- **WHAT TO PRODUCE**
In the data that follows, every line containing the word "never" should be returned.
★ ★ ★ ★
use std::path::{Path, PathBuf};
use std::time::{SystemTime, UNIX_EPOCH};

use crate::Result;
use crate::tables::{
    CachedDetails, CachedSummary, DETAIL_TABLE_VERSION, DetailTable, SUMMARY_TABLE_VERSION,
    SummaryTable, TableFile,
};

const SUMMARIES_FILE: &str = "summaries.json";
const DETAILS_FILE: &str = "details.json";

/// Persistence for the two cache tiers.
///
/// Loads fail open: a missing, unreadable, corrupt, or version-mismatched
/// snapshot yields an empty table and a warning, never a startup failure.
/// Saves serialize the whole table to a `.tmp` sibling and rename over the
/// live file, so readers never observe a torn document.
#[derive(Debug, Clone)]
pub struct CacheStore {
    dir: PathBuf,
}

impl CacheStore {
    pub fn new(dir: impl Into<PathBuf>) -> Self {
        Self { dir: dir.into() }
    }

    pub fn dir(&self) -> &Path {
        &self.dir
    }

    pub fn load_summaries(&self) -> SummaryTable {
        match self.load_table::<CachedSummary>(SUMMARIES_FILE, SUMMARY_TABLE_VERSION) {
            Some(file) => SummaryTable::from_file(file),
            None => SummaryTable::default(),
        }
    }

    pub fn load_details(&self) -> DetailTable {
        match self.load_table::<CachedDetails>(DETAILS_FILE, DETAIL_TABLE_VERSION) {
            Some(file) => DetailTable::from_file(file),
            None => DetailTable::default(),
        }
    }

    pub fn save_summaries(&self, table: &SummaryTable) -> Result<()> {
        self.save_table(SUMMARIES_FILE, &table.to_file(now_ms()))
    }

    pub fn save_details(&self, table: &DetailTable) -> Result<()> {
        self.save_table(DETAILS_FILE, &table.to_file(now_ms()))
    }

    fn load_table<E: serde::de::DeserializeOwned>(
        &self,
        name: &str,
        expected_version: &str,
    ) -> Option<TableFile<E>> {
        let path = self.dir.join(name);
        let raw = match std::fs::read_to_string(&path) {
            Ok(raw) => raw,
            Err(err) if err.kind() == std::io::ErrorKind::NotFound => return None,
            Err(err) => {
                tracing::warn!(path = %path.display(), %err, "cache snapshot unreadable, starting empty");
                return None;
            }
        };

        let file: TableFile<E> = match serde_json::from_str(&raw) {
            Ok(file) => file,
            Err(err) => {
                tracing::warn!(path = %path.display(), %err, "cache snapshot corrupt, starting empty");
                return None;
            }
        };

        if file.version != expected_version {
            tracing::warn!(
                path = %path.display(),
                found = %file.version,
                expected = %expected_version,
                "cache snapshot version mismatch, starting empty"
            );
            return None;
        }

        Some(file)
    }

    fn save_table<E: serde::Serialize>(&self, name: &str, file: &TableFile<E>) -> Result<()> {
        std::fs::create_dir_all(&self.dir)?;
        let path = self.dir.join(name);
        let tmp = path.with_extension("json.tmp");
        let text = serde_json::to_string(file)?;
        std::fs::write(&tmp, text)?;
        std::fs::rename(&tmp, &path)?;
        Ok(())
    }
}

fn now_ms() -> i64 {
    SystemTime::now()
        .duration_since(UNIX_EPOCH)
        .map(|d| d.as_millis() as i64)
        .unwrap_or(0)
}

#[cfg(test)]
mod tests {
    use super::*;
    use logbook_core::CanonicalKey;
    use logbook_types::{FileSignature, ProjectKey, ResumeInfo, ShellKind, Summary};
    use std::path::PathBuf;

    fn sample_summary(id: &str) -> Summary {
        Summary {
            id: id.to_string(),
            title: id.to_string(),
            timestamp_ms: 1_700_000_000_000,
            file_path: PathBuf::from(format!("/logs/2025/01/01/run-{id}.log")),
            raw_timestamp_text: None,
            project_key: ProjectKey::new("deadbeef"),
            preview: None,
            resume: ResumeInfo::unknown(),
            shell_kind: ShellKind::Unknown,
        }
    }

    #[test]
    fn roundtrip_preserves_entries() {
        let dir = tempfile::tempdir().unwrap();
        let store = CacheStore::new(dir.path());

        let mut table = SummaryTable::default();
        let key = CanonicalKey::from_normalized("/logs/2025/01/01/run-a.log");
        table.insert(
            key.clone(),
            FileSignature::new(1_700_000_000_000, 42),
            sample_summary("a"),
        );
        store.save_summaries(&table).unwrap();

        let loaded = store.load_summaries();
        assert_eq!(loaded.len(), 1);
        let cached = loaded.get(&key).unwrap();
        assert_eq!(cached.sig, FileSignature::new(1_700_000_000_000, 42));
        assert_eq!(cached.summary.id, "a");
    }

    #[test]
    fn missing_snapshot_loads_empty() {
        let dir = tempfile::tempdir().unwrap();
        let store = CacheStore::new(dir.path().join("never-created"));
        assert!(store.load_summaries().is_empty());
        assert!(store.load_details().is_empty());
    }

    #[test]
    fn corrupt_snapshot_loads_empty() {
        let dir = tempfile::tempdir().unwrap();
        std::fs::write(dir.path().join("summaries.json"), "{torn write").unwrap();
        let store = CacheStore::new(dir.path());
        assert!(store.load_summaries().is_empty());
    }

    #[test]
    fn version_mismatch_invalidates_whole_table() {
        let dir = tempfile::tempdir().unwrap();
        let store = CacheStore::new(dir.path());

        let mut table = SummaryTable::default();
        table.insert(
            CanonicalKey::from_normalized("/logs/run-a.log"),
            FileSignature::new(1, 1),
            sample_summary("a"),
        );
        store.save_summaries(&table).unwrap();

        // Rewrite the snapshot with a foreign version string.
        let path = dir.path().join("summaries.json");
        let text = std::fs::read_to_string(&path)
            .unwrap()
            .replace(r#""version":"1""#, r#""version":"0""#);
        std::fs::write(&path, text).unwrap();

        assert!(store.load_summaries().is_empty());
    }

    #[test]
    fn save_leaves_no_tmp_behind() {
        let dir = tempfile::tempdir().unwrap();
        let store = CacheStore::new(dir.path());
        store.save_summaries(&SummaryTable::default()).unwrap();
        store.save_details(&DetailTable::default()).unwrap();

        let leftovers: Vec<_> = std::fs::read_dir(dir.path())
            .unwrap()
            .filter_map(|e| e.ok())
            .filter(|e| e.path().extension().is_some_and(|ext| ext == "tmp"))
            .collect();
        assert!(leftovers.is_empty());
    }

    #[test]
    fn snapshot_document_shape_is_stable() {
        let dir = tempfile::tempdir().unwrap();
        let store = CacheStore::new(dir.path());

        let mut table = SummaryTable::default();
        table.insert(
            CanonicalKey::from_normalized("/logs/run-a.log"),
            FileSignature::new(5, 9),
            sample_summary("a"),
        );
        store.save_summaries(&table).unwrap();

        let raw = std::fs::read_to_string(dir.path().join("summaries.json")).unwrap();
        let value: serde_json::Value = serde_json::from_str(&raw).unwrap();
        assert_eq!(value["version"], "1");
        assert!(value["savedAt"].as_i64().unwrap() > 0);
        let entry = &value["files"]["/logs/run-a.log"];
        assert_eq!(entry["sig"]["mtimeMs"], 5);
        assert_eq!(entry["sig"]["size"], 9);
        assert_eq!(entry["summary"]["id"], "a");
    }
}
★ ★ ★ ★
- **RESPONSE AREA**
/// snapshot yields an empty table and a warning, never a startup failure.
/// live file, so readers never observe a torn document.
        let store = CacheStore::new(dir.path().join("never-created"));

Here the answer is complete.